## THE PROBLEM
Within this material, find every line where the string "AssignmentRequest" appears, and copy it out.
Start of MATERIAL SUPPLIED
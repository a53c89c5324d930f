//! Assignment submission and lookups
//!
//! Submission answers with a flat response record. The lookups answer with
//! the stored assignment entities instead (nested truck, warehouses and
//! items), which are flattened into [`AssignmentRecord`] here.

use chrono::NaiveDateTime;
use freightdesk_domain::model::{
    AssignedItem, AssignmentRecord, AssignmentRequest, AssignmentStatus, WarehouseAssignments,
};
use freightdesk_domain::repository::{AssignmentGateway, AssignmentLookup};
use freightdesk_types::{ApiError, AssignmentId, InventoryId, TruckId, WarehouseId};
use serde::{Deserialize, Deserializer};
use tracing::{debug, info};

use super::RestClient;
use crate::session::CredentialProvider;

const ASSIGNMENTS_PATH: &str = "inventory-assignments";

#[derive(Debug, Default, Deserialize)]
#[serde(rename_all = "camelCase", default)]
struct StoredAssignment {
    assignment_id: Option<AssignmentId>,
    truck: Option<TruckRef>,
    source_warehouse: Option<WarehouseRef>,
    destination_warehouse: Option<WarehouseRef>,
    status: Option<AssignmentStatus>,
    #[serde(deserialize_with = "lenient_datetime")]
    assigned_at: Option<NaiveDateTime>,
    assignment_items: Vec<StoredItem>,
}

#[derive(Debug, Deserialize)]
#[serde(rename_all = "camelCase")]
struct TruckRef {
    truck_id: TruckId,
    #[serde(default)]
    registration_number: Option<String>,
}

#[derive(Debug, Deserialize)]
struct WarehouseRef {
    #[serde(default)]
    name: Option<String>,
}

#[derive(Debug, Deserialize)]
struct StoredItem {
    inventory: Option<InventoryRef>,
    #[serde(default)]
    quantity: Option<u32>,
}

#[derive(Debug, Deserialize)]
#[serde(rename_all = "camelCase")]
struct InventoryRef {
    inventory_id: InventoryId,
    #[serde(default, alias = "name")]
    item_name: Option<String>,
    #[serde(default)]
    sku: Option<String>,
}

#[derive(Debug, Default, Deserialize)]
#[serde(rename_all = "camelCase", default)]
struct WarehouseAssignmentsBody {
    source_assignments: Vec<StoredAssignment>,
    destination_assignments: Vec<StoredAssignment>,
}

/// Timestamps written in a form chrono cannot read (e.g. Jackson's array
/// form) are dropped rather than failing the whole listing.
fn lenient_datetime<'de, D>(deserializer: D) -> Result<Option<NaiveDateTime>, D::Error>
where
    D: Deserializer<'de>,
{
    let raw = Option::<serde_json::Value>::deserialize(deserializer)?;
    Ok(raw
        .as_ref()
        .and_then(serde_json::Value::as_str)
        .and_then(|s| s.parse::<NaiveDateTime>().ok()))
}

impl From<StoredAssignment> for AssignmentRecord {
    fn from(stored: StoredAssignment) -> Self {
        let (truck_id, truck_registration_number) = match stored.truck {
            Some(truck) => (Some(truck.truck_id), truck.registration_number),
            None => (None, None),
        };
        AssignmentRecord {
            assignment_id: stored.assignment_id,
            truck_id,
            truck_registration_number,
            origin_warehouse_name: stored.source_warehouse.and_then(|w| w.name),
            destination_warehouse_name: stored.destination_warehouse.and_then(|w| w.name),
            assigned_inventory: stored
                .assignment_items
                .into_iter()
                .filter_map(|item| {
                    let inventory = item.inventory?;
                    Some(AssignedItem {
                        inventory_id: inventory.inventory_id,
                        name: inventory.item_name,
                        sku: inventory.sku,
                        weight: None,
                        volume: None,
                        quantity: item.quantity,
                    })
                })
                .collect(),
            status: stored.status,
            assignment_date: stored.assigned_at,
            ..AssignmentRecord::default()
        }
    }
}

impl<C: CredentialProvider> AssignmentGateway for RestClient<C> {
    fn submit_assignment(&self, request: &AssignmentRequest) -> Result<AssignmentRecord, ApiError> {
        info!(
            truck_id = %request.truck_id,
            origin = %request.warehouse_id,
            destination = %request.destination_warehouse_id,
            items = request.inventory_ids.len(),
            "submitting inventory assignment"
        );
        self.post_json(ASSIGNMENTS_PATH, request)
    }
}

impl<C: CredentialProvider> AssignmentLookup for RestClient<C> {
    fn find_by_truck(&self, truck_id: TruckId) -> Result<Vec<AssignmentRecord>, ApiError> {
        let stored: Vec<StoredAssignment> =
            self.get_json(&format!("{}/truck/{}", ASSIGNMENTS_PATH, truck_id))?;
        debug!(%truck_id, count = stored.len(), "loaded truck assignments");
        Ok(stored.into_iter().map(AssignmentRecord::from).collect())
    }

    fn find_by_warehouse(
        &self,
        warehouse_id: WarehouseId,
    ) -> Result<WarehouseAssignments, ApiError> {
        let body: WarehouseAssignmentsBody =
            self.get_json(&format!("{}/warehouse/{}", ASSIGNMENTS_PATH, warehouse_id))?;
        debug!(
            %warehouse_id,
            outgoing = body.source_assignments.len(),
            incoming = body.destination_assignments.len(),
            "loaded warehouse assignments"
        );
        Ok(WarehouseAssignments {
            outgoing: body.source_assignments.into_iter().map(AssignmentRecord::from).collect(),
            incoming: body
                .destination_assignments
                .into_iter()
                .map(AssignmentRecord::from)
                .collect(),
        })
    }
}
End of MATERIAL SUPPLIED
## EXERCISE OUTPUT
    AssignedItem, AssignmentRecord, AssignmentRequest, AssignmentStatus, WarehouseAssignments,
    fn submit_assignment(&self, request: &AssignmentRequest) -> Result<AssignmentRecord, ApiError> {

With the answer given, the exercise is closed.